- [Task to complete]
The complete listing below should be transcribed precisely.

- [Material for this task]
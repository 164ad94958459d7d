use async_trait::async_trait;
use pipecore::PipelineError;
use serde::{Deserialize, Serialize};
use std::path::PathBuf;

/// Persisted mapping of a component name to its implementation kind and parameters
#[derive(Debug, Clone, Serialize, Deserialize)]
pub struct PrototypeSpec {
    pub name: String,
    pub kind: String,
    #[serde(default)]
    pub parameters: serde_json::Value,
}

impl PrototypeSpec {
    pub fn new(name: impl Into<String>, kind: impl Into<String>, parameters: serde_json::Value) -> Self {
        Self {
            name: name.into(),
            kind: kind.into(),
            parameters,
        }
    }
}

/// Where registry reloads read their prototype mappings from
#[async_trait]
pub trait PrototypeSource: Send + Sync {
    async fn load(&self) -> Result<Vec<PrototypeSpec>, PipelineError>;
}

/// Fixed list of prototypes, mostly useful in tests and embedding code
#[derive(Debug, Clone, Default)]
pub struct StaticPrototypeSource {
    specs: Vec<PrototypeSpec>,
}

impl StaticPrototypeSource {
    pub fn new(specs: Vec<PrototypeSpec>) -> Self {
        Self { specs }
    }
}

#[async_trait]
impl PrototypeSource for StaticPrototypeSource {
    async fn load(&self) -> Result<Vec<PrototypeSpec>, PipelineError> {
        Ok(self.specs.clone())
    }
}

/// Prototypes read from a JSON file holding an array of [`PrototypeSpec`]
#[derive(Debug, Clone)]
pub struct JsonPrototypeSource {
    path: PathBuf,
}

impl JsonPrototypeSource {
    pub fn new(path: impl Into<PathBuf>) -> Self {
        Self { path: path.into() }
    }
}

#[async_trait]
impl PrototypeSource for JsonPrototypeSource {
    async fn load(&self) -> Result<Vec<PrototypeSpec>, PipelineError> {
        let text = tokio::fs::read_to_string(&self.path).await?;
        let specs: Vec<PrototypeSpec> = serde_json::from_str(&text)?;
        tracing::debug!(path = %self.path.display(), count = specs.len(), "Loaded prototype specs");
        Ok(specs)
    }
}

- [Task response]
repository 164ad94958459d7d
use async_trait::async_trait;
use pipecore::PipelineError;
use serde::{Deserialize, Serialize};
use std::path::PathBuf;

/// Persisted mapping of a component name to its implementation kind and parameters
#[derive(Debug, Clone, Serialize, Deserialize)]
pub struct PrototypeSpec {
    pub name: String,
    pub kind: String,
    #[serde(default)]
    pub parameters: serde_json::Value,
}

impl PrototypeSpec {
    pub fn new(name: impl Into<String>, kind: impl Into<String>, parameters: serde_json::Value) -> Self {
        Self {
            name: name.into(),
            kind: kind.into(),
            parameters,
        }
    }
}

/// Where registry reloads read their prototype mappings from
#[async_trait]
pub trait PrototypeSource: Send + Sync {
    async fn load(&self) -> Result<Vec<PrototypeSpec>, PipelineError>;
}

/// Fixed list of prototypes, mostly useful in tests and embedding code
#[derive(Debug, Clone, Default)]
pub struct StaticPrototypeSource {
    specs: Vec<PrototypeSpec>,
}

impl StaticPrototypeSource {
    pub fn new(specs: Vec<PrototypeSpec>) -> Self {
        Self { specs }
    }
}

#[async_trait]
impl PrototypeSource for StaticPrototypeSource {
    async fn load(&self) -> Result<Vec<PrototypeSpec>, PipelineError> {
        Ok(self.specs.clone())
    }
}

/// Prototypes read from a JSON file holding an array of [`PrototypeSpec`]
#[derive(Debug, Clone)]
pub struct JsonPrototypeSource {
    path: PathBuf,
}

impl JsonPrototypeSource {
    pub fn new(path: impl Into<PathBuf>) -> Self {
        Self { path: path.into() }
    }
}

#[async_trait]
impl PrototypeSource for JsonPrototypeSource {
    async fn load(&self) -> Result<Vec<PrototypeSpec>, PipelineError> {
        let text = tokio::fs::read_to_string(&self.path).await?;
        let specs: Vec<PrototypeSpec> = serde_json::from_str(&text)?;
        tracing::debug!(path = %self.path.display(), count = specs.len(), "Loaded prototype specs");
        Ok(specs)
    }
}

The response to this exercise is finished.